The problem comes when I overdo it, when I invest too much intellectual energy in studying the calendar. At a certain point, I turn the corner and instead of enjoying a calming exercise in realizing how much time I (perhaps unexpectedly) have and how under control everything is, I begin treating the whole list of priorities as a single complexly articulated task — one that must be completed in toto before I can ever know rest or freedom again. This leads to self-undermining behavior as I attempt to get everything done much sooner than I need to, just to get it out of the way — things like trying to force myself to write when I’m drained from teaching, a pointless endeavor that results in no actual writing and significant stress and anxiety.

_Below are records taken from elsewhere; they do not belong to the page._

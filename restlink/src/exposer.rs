//! Compiles resources into routes.
//!
//! The [`Exposer`] takes a resource registered under an [`Api`], checks its
//! method map, adds it to the API document and compiles one [`RouteRule`]
//! per exposed method. A rule carries its URL pattern, a unique endpoint
//! name and a transfer function that turns a decoded [`Call`] into a call
//! of the resource's guarded action.
//!
//! Rules are handed to a [`RouteSink`](crate::host::RouteSink) with
//! [`Exposer::install`].
//!
//! ```
//! use restlink::prelude::*;
//!
//! struct Weir;
//!
//! #[async_trait]
//! impl Resource for Weir {
//!     fn rest_path(&self) -> &str {
//!         "weir"
//!     }
//!
//!     fn allowed_methods(&self) -> &[Method] {
//!         &[Method::GET]
//!     }
//! }
//!
//! let api = Api::new("api", "v1", "Waterways");
//! let mut exposer = Exposer::new().base_path("/");
//! exposer.register(&api, Weir).unwrap();
//!
//! let rules: Vec<_> = exposer.rules().iter().map(|r| r.rule.as_str()).collect();
//! assert_eq!(rules, ["/api/v1/docs", "/api/v1/weir/:id", "/api/v1/weir"]);
//! ```

use std::fmt;
use std::future::Future;
use std::pin::Pin;
use std::sync::Arc;

use http::Method;
use serde_json::Value;
use tracing::{debug, info};

use crate::api::Api;
use crate::config::ExposerConfig;
use crate::context::{Accessor, CallContext, RequestInfo};
use crate::error::{Error, ExposeError, ExposeResult, Result};
use crate::introspection::RouteInfo;
use crate::method_map::{Action, MethodEntry, RouteShape, arguments};
use crate::openapi::{docs_transfer, endpoint_name};
use crate::resource::{Params, Resource};
use crate::store::Store;

pub type TransferFuture = Pin<Box<dyn Future<Output = Result<Value>> + Send>>;

/// Turns a decoded request into the result of a resource action.
pub type Transfer = Arc<dyn Fn(Call) -> TransferFuture + Send + Sync>;

/// Recognises the accessor behind a request. `None` means anonymous.
pub type Authenticator = Arc<dyn Fn(&RequestInfo<'_>) -> Option<Accessor> + Send + Sync>;

/// A request, decoded and ready for a transfer function.
#[derive(Debug, Default)]
pub struct Call {
    pub ctx: CallContext,
    /// The `:id` path segment of specific routes.
    pub id: Option<Value>,
    /// The JSON body, if one was sent.
    pub data: Option<Value>,
    /// Every decoded query parameter. The transfer drops the ones the route
    /// does not declare.
    pub params: Params,
}

/// A compiled route.
#[derive(Clone)]
pub struct RouteRule {
    pub method: Method,
    /// URL pattern with `:param` placeholders.
    pub rule: String,
    pub endpoint: String,
    transfer: Transfer,
}

impl RouteRule {
    pub fn new(
        method: Method,
        rule: impl Into<String>,
        endpoint: impl Into<String>,
        transfer: Transfer,
    ) -> Self {
        Self {
            method,
            rule: rule.into(),
            endpoint: endpoint.into(),
            transfer,
        }
    }

    pub async fn call(&self, call: Call) -> Result<Value> {
        (self.transfer)(call).await
    }

    pub fn info(&self) -> RouteInfo {
        RouteInfo::new(self.method.as_str(), &self.rule, &self.endpoint)
    }
}

impl fmt::Debug for RouteRule {
    fn fmt(&self, f: &mut fmt::Formatter<'_>) -> fmt::Result {
        f.debug_struct("RouteRule")
            .field("method", &self.method)
            .field("rule", &self.rule)
            .field("endpoint", &self.endpoint)
            .finish_non_exhaustive()
    }
}

/// What every compiled route shares at request time.
#[derive(Clone, Default)]
pub struct Gateway {
    authenticator: Option<Authenticator>,
    store: Option<Arc<dyn Store>>,
}

impl Gateway {
    pub fn authenticate(&self, info: &RequestInfo<'_>) -> Option<Accessor> {
        self.authenticator.as_ref().and_then(|auth| auth(info))
    }

    pub fn store(&self) -> Option<Arc<dyn Store>> {
        self.store.clone()
    }
}

impl fmt::Debug for Gateway {
    fn fmt(&self, f: &mut fmt::Formatter<'_>) -> fmt::Result {
        f.debug_struct("Gateway")
            .field("authenticator", &self.authenticator.is_some())
            .field("store", &self.store.is_some())
            .finish()
    }
}

struct Registered {
    api: Api,
    resources: Vec<Arc<dyn Resource>>,
}

pub struct Exposer {
    base_path: String,
    apis: Vec<Registered>,
    rules: Vec<RouteRule>,
    gateway: Gateway,
}

impl Exposer {
    pub fn new() -> Self {
        Self {
            base_path: "/".to_string(),
            apis: Vec::new(),
            rules: Vec::new(),
            gateway: Gateway::default(),
        }
    }

    pub fn from_config(config: ExposerConfig) -> Self {
        Self::new().base_path(config.base_path)
    }

    /// The path every API root is placed under. Defaults to `/`.
    pub fn base_path(mut self, base_path: impl Into<String>) -> Self {
        self.base_path = base_path.into();
        self
    }

    pub fn authenticator<F>(mut self, authenticator: F) -> Self
    where
        F: Fn(&RequestInfo<'_>) -> Option<Accessor> + Send + Sync + 'static,
    {
        self.gateway.authenticator = Some(Arc::new(authenticator));
        self
    }

    /// The store handed to resources through their [`CallContext`].
    pub fn store(mut self, store: Arc<dyn Store>) -> Self {
        self.gateway.store = Some(store);
        self
    }

    pub fn get_base_path(&self) -> &str {
        &self.base_path
    }

    pub fn rules(&self) -> &[RouteRule] {
        &self.rules
    }

    pub fn gateway(&self) -> &Gateway {
        &self.gateway
    }

    /// The APIs resources have been registered under, in registration order.
    pub fn apis(&self) -> impl Iterator<Item = &Api> {
        self.apis.iter().map(|r| &r.api)
    }

    /// Looks up a registered resource by API key and name.
    pub fn resource(&self, api_key: &str, name: &str) -> Option<Arc<dyn Resource>> {
        self.apis
            .iter()
            .find(|r| r.api.key() == api_key)?
            .resources
            .iter()
            .find(|r| r.name() == name)
            .cloned()
    }

    /// Registers `resource` under `api`.
    ///
    /// Nothing is compiled or documented unless every check passes.
    pub fn register<R: Resource>(&mut self, api: &Api, resource: R) -> ExposeResult<()> {
        self.register_arc(api, Arc::new(resource))
    }

    pub fn register_arc(
        &mut self,
        api: &Api,
        resource: Arc<dyn Resource>,
    ) -> ExposeResult<()> {
        let name = resource.name();
        let exposed = self.validate(api, resource.as_ref(), &name)?;

        let root = api.path_root(&self.base_path);
        let index = match self.apis.iter().position(|r| r.api.key() == api.key()) {
            Some(index) => index,
            None => {
                self.open_api(api, &root);
                self.apis.len() - 1
            }
        };

        api.doc_add_resource(resource.as_ref());

        let general = api.path_resource(&root, resource.as_ref());
        for entry in exposed {
            let pattern = match entry.shape {
                RouteShape::General => general.clone(),
                RouteShape::Specific => format!("{}/:id", general),
            };
            let endpoint = endpoint_name(api.name(), api.version(), &name, &entry.verb, entry.shape);
            debug!(method = %entry.verb, rule = %pattern, endpoint = %endpoint, "compiled route");

            let transfer = transfer(resource.clone(), &entry);
            self.rules
                .push(RouteRule::new(entry.verb, pattern, endpoint, transfer));
        }

        info!(api = %api, resource = %name, path = %general, "registered resource");
        self.apis[index].resources.push(resource);
        Ok(())
    }

    fn validate(
        &self,
        api: &Api,
        resource: &dyn Resource,
        name: &str,
    ) -> ExposeResult<Vec<MethodEntry>> {
        if resource.path().is_empty() {
            return Err(ExposeError::MissingPath);
        }
        if name == "docs" {
            return Err(ExposeError::ReservedName(name.to_string()));
        }

        let map = resource.method_map();
        for verb in resource.allowed_methods() {
            if !map.contains_verb(verb) {
                return Err(ExposeError::InvalidMethod {
                    resource: name.to_string(),
                    method: verb.to_string(),
                    valid: map.verbs().iter().map(Method::to_string).collect(),
                });
            }
        }

        let exposed = resource.exposed_methods();
        for entry in &exposed {
            match arguments(&entry.verb, entry.shape) {
                None => {
                    return Err(ExposeError::UnsupportedRoute {
                        resource: name.to_string(),
                        method: entry.verb.to_string(),
                        shape: entry.shape.as_str(),
                    });
                }
                Some(args) if args != entry.spec.action.arguments() => {
                    return Err(ExposeError::ActionMismatch {
                        resource: name.to_string(),
                        method: entry.verb.to_string(),
                        shape: entry.shape.as_str(),
                        action: entry.spec.action.name(),
                    });
                }
                Some(_) => {}
            }
        }

        let taken = self
            .apis
            .iter()
            .filter(|r| r.api.key() == api.key())
            .flat_map(|r| r.resources.iter())
            .any(|r| r.name() == name);
        if taken {
            return Err(ExposeError::DuplicateResource {
                name: name.to_string(),
                api: api.to_string(),
            });
        }

        Ok(exposed)
    }

    fn open_api(&mut self, api: &Api, root: &str) {
        api.doc_set_servers(&self.base_path);

        let rule = api.path_docs(root);
        let endpoint = format!("{}_docs", api.key());
        debug!(method = %Method::GET, rule = %rule, endpoint = %endpoint, "compiled route");
        self.rules
            .push(RouteRule::new(Method::GET, rule, endpoint, docs_transfer(api.clone())));

        info!(api = %api, root = %root, "opened api");
        self.apis.push(Registered {
            api: api.clone(),
            resources: Vec::new(),
        });
    }

    /// Lists every compiled rule.
    pub fn routes(&self) -> Vec<RouteInfo> {
        self.rules.iter().map(RouteRule::info).collect()
    }

    /// Adds every compiled rule to `sink`.
    pub fn install<S: crate::host::RouteSink>(&self, sink: &mut S) {
        let gateway = Arc::new(self.gateway.clone());
        for rule in &self.rules {
            sink.add_rule(rule.clone(), gateway.clone());
        }
    }
}

impl Default for Exposer {
    fn default() -> Self {
        Self::new()
    }
}

impl fmt::Debug for Exposer {
    fn fmt(&self, f: &mut fmt::Formatter<'_>) -> fmt::Result {
        f.debug_struct("Exposer")
            .field("base_path", &self.base_path)
            .field("apis", &self.apis().collect::<Vec<_>>())
            .field("rules", &self.rules)
            .field("gateway", &self.gateway)
            .finish()
    }
}

fn transfer(resource: Arc<dyn Resource>, entry: &MethodEntry) -> Transfer {
    let action = entry.spec.action;
    let allowed: Arc<[String]> = entry.spec.params.iter().map(|p| p.name.clone()).collect();

    Arc::new(move |call: Call| {
        let resource = resource.clone();
        let allowed = allowed.clone();

        Box::pin(async move {
            let Call {
                ctx,
                id,
                data,
                mut params,
            } = call;
            params.retain(|key, _| allowed.contains(key));

            let name = resource.name();
            match action {
                Action::Get => resource.get(&ctx, require_id(id, &name)?, params).await,
                Action::List => resource.list(&ctx, params).await,
                Action::Post => resource.post(&ctx, require_data(data, &name)?, params).await,
                Action::Put => {
                    let id = require_id(id, &name)?;
                    resource
                        .put(&ctx, id, require_data(data, &name)?, params)
                        .await
                }
                Action::Delete => resource.delete(&ctx, require_id(id, &name)?, params).await,
            }
        }) as TransferFuture
    })
}

fn require_id(id: Option<Value>, name: &str) -> Result<Value> {
    id.ok_or_else(|| Error::bad_request(format!("No ID provided for {}", name)))
}

fn require_data(data: Option<Value>, name: &str) -> Result<Value> {
    data.ok_or_else(|| Error::bad_request(format!("No JSON data provided for {}", name)))
}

I know someone is going to come along and say I should learn to relax. I promise I do know how to relax. I almost never work evenings or weekends. Even at my most monastic, I take naps during the day, go for walks, watch some TV over lunch. I take days off, I indulge in TV marathons, I get drinks with friends. And you’re all familiar with how much time I spend dicking around online, which is not always relaxing but is mostly fun. You just don’t hear much about that side of things, because the first rule of relaxing is that you don’t elaborately plan out your relaxation. Nor is it the case that I experience all my goals as a huge burden — except when, as described above, my methods for juggling a variety of tasks backfire and produce what Derrida might call auto-immune effects. I’m enjoying my symptom for the most part.

Does any of this resonate with you, dear readers? Do you have your own bizarre strategies?

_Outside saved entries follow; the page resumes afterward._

//! OpenAPI 3.1 document structures

use http::Method;
use serde::Serialize;
use serde_json::Value;
use std::collections::BTreeMap;

#[derive(Debug, Clone, Serialize, PartialEq)]
pub struct OpenApiSpec {
    pub openapi: String,
    pub info: Info,
    #[serde(skip_serializing_if = "Vec::is_empty")]
    pub servers: Vec<Server>,
    pub paths: BTreeMap<String, PathItem>,
    pub components: Components,
}

impl OpenApiSpec {
    pub fn new(title: impl Into<String>, version: impl Into<String>) -> Self {
        Self {
            openapi: "3.1.0".to_string(),
            info: Info {
                title: title.into(),
                version: version.into(),
                description: None,
            },
            servers: Vec::new(),
            paths: BTreeMap::new(),
            components: Components::default(),
        }
    }

    /// Serializes the document to plain JSON.
    pub fn to_value(&self) -> Value {
        serde_json::to_value(self).unwrap_or(Value::Null)
    }
}

/// API metadata
#[derive(Debug, Clone, Serialize, PartialEq)]
pub struct Info {
    pub title: String,
    pub version: String,
    #[serde(skip_serializing_if = "Option::is_none")]
    pub description: Option<String>,
}

/// A root URL the paths are relative to
#[derive(Debug, Clone, Serialize, PartialEq)]
pub struct Server {
    pub url: String,
    #[serde(skip_serializing_if = "Option::is_none")]
    pub description: Option<String>,
}

impl Server {
    pub fn new(url: impl Into<String>) -> Self {
        Self {
            url: url.into(),
            description: None,
        }
    }
}

/// Operations available on a single path
#[derive(Debug, Clone, Serialize, Default, PartialEq)]
pub struct PathItem {
    #[serde(skip_serializing_if = "Option::is_none")]
    pub get: Option<Operation>,
    #[serde(skip_serializing_if = "Option::is_none")]
    pub post: Option<Operation>,
    #[serde(skip_serializing_if = "Option::is_none")]
    pub put: Option<Operation>,
    #[serde(skip_serializing_if = "Option::is_none")]
    pub patch: Option<Operation>,
    #[serde(skip_serializing_if = "Option::is_none")]
    pub delete: Option<Operation>,
}

impl PathItem {
    /// Sets the operation for a verb. Verbs without a slot are ignored.
    pub fn set(&mut self, verb: &Method, operation: Operation) {
        let slot = match *verb {
            Method::GET => &mut self.get,
            Method::POST => &mut self.post,
            Method::PUT => &mut self.put,
            Method::PATCH => &mut self.patch,
            Method::DELETE => &mut self.delete,
            _ => return,
        };
        *slot = Some(operation);
    }

    pub fn get(&self, verb: &Method) -> Option<&Operation> {
        match *verb {
            Method::GET => self.get.as_ref(),
            Method::POST => self.post.as_ref(),
            Method::PUT => self.put.as_ref(),
            Method::PATCH => self.patch.as_ref(),
            Method::DELETE => self.delete.as_ref(),
            _ => None,
        }
    }
}

/// A single API operation (endpoint)
#[derive(Debug, Clone, Serialize, Default, PartialEq)]
pub struct Operation {
    #[serde(skip_serializing_if = "Option::is_none")]
    pub summary: Option<String>,
    #[serde(skip_serializing_if = "Option::is_none")]
    pub description: Option<String>,
    #[serde(rename = "operationId", skip_serializing_if = "Option::is_none")]
    pub operation_id: Option<String>,
    #[serde(skip_serializing_if = "Vec::is_empty")]
    pub parameters: Vec<Parameter>,
    #[serde(rename = "requestBody", skip_serializing_if = "Option::is_none")]
    pub request_body: Option<RequestBody>,
    pub responses: BTreeMap<String, Response>,
}

/// Path, Query, or header parameter
#[derive(Debug, Clone, Serialize, PartialEq)]
pub struct Parameter {
    pub name: String,
    #[serde(rename = "in")]
    pub location: ParameterLocation,
    #[serde(skip_serializing_if = "Option::is_none")]
    pub description: Option<String>,
    pub required: bool,
    #[serde(skip_serializing_if = "Option::is_none")]
    pub schema: Option<Schema>,
}

#[derive(Debug, Clone, Copy, Serialize, PartialEq)]
#[serde(rename_all = "lowercase")]
pub enum ParameterLocation {
    Path,
    Query,
    Header,
}

/// Request body definition
#[derive(Debug, Clone, Serialize, PartialEq)]
pub struct RequestBody {
    #[serde(skip_serializing_if = "Option::is_none")]
    pub description: Option<String>,
    pub required: bool,
    pub content: BTreeMap<String, MediaType>,
}

/// Response definition
#[derive(Debug, Clone, Serialize, PartialEq)]
pub struct Response {
    pub description: String,
    #[serde(skip_serializing_if = "Option::is_none")]
    pub content: Option<BTreeMap<String, MediaType>>,
}

/// MediaType with schema
#[derive(Debug, Clone, Serialize, PartialEq)]
pub struct MediaType {
    pub schema: Schema,
}

impl MediaType {
    /// `{"application/json": {"schema": ..}}`
    pub fn json(schema: Schema) -> BTreeMap<String, MediaType> {
        BTreeMap::from([("application/json".to_string(), MediaType { schema })])
    }
}

/// JSON Schema, either referenced or inline
#[derive(Debug, Clone, Serialize, PartialEq)]
#[serde(untagged)]
pub enum Schema {
    Ref {
        #[serde(rename = "$ref")]
        reference: String,
    },
    Inline(Value),
}

impl Schema {
    /// A reference to `#/components/schemas/{name}`.
    pub fn component(name: &str) -> Self {
        Schema::Ref {
            reference: format!("#/components/schemas/{}", name),
        }
    }
}

/// Reusable components
#[derive(Debug, Clone, Serialize, Default, PartialEq)]
pub struct Components {
    pub schemas: BTreeMap<String, Value>,
}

7 Responses to “The autoimmunity of planning”

  1. Hill Says:

    You and I have very similar tendencies, but you are much further along than I am in developing strategies and discipline to work within them. Really valuable advice and thoughts.

  2. Adam Kotsko Says:

    It may not be totally surprising to learn that the point of this post is to keep me from doing the “single complexly articulated task” thing.

  3. Kampen Says:

    Yep, sounds about right. And having the plan is what makes the spontaneous relaxation time possible. At least for me, not only do I not feel the need to plan what relaxed time will consist of, because the plan is so well thought out, there is actually flexibility built into it so that if something doesn’t go according to plan or one night I really don’t feel like doing xyz, I can spontaneously take relaxation time because I know the plan will still work out. Part of what allows for this is that with any deadline I create at least one (if not more) buffer zones by putting earlier due dates in place (which I do stick too – I don’t need the pressure of the real due date in order to work because I’m almost entirely internally motivated and external pressure of actual due dates usually make me less productive because more anxious) and then I have alternative ways of getting the work done should something unexpected come up.

  4. Adam Kotsko Says:

    I’m the same way with deadlines — my own are helpful, but external ones just drain the energy out of me.

  5. jcmindset Says:

    Very practical advice. Having a clear plan of everything I’m gonna do in a given amount of time is my best strategy to avoid stress. Thank you for sharing

  6. Adam Roberts Says:

    A long time ago I think I decided, without really thinking about it, that ‘just doing the thing’ was more more time efficient and satisfying than ‘planning the thing and then doing the thing’, For example, many writers carefully plot out their novels, timetable their writing time etc., where I just write mine. I figure the writing process is, amongst other things, a way of plotting out and timetabling, and that either way (planning + doing, or just doing) I’m going to end up spending the requisite time revising and correcting at the end. But this has serious downsides. One is that I’ve fallen into a work habit where I’m offered a gig (fiction writing, academic article, whatever), say yes and then either do it at once, or else shelve it and only get back to it when the deadline suddenly rears up and yells at me. As a result I very often work evenings and weekends, rarely relax, and — judging by what you write here — experience a much less satisfactory life-work balance than you. There’s always something pressing that needs doing, or so it seems.

  7. Adam Roberts Says:

    The plus side is that I am very productive: I publish a lot, both in terms of creative and academic writing. But sheer productivity is a pretty sterile marker of value.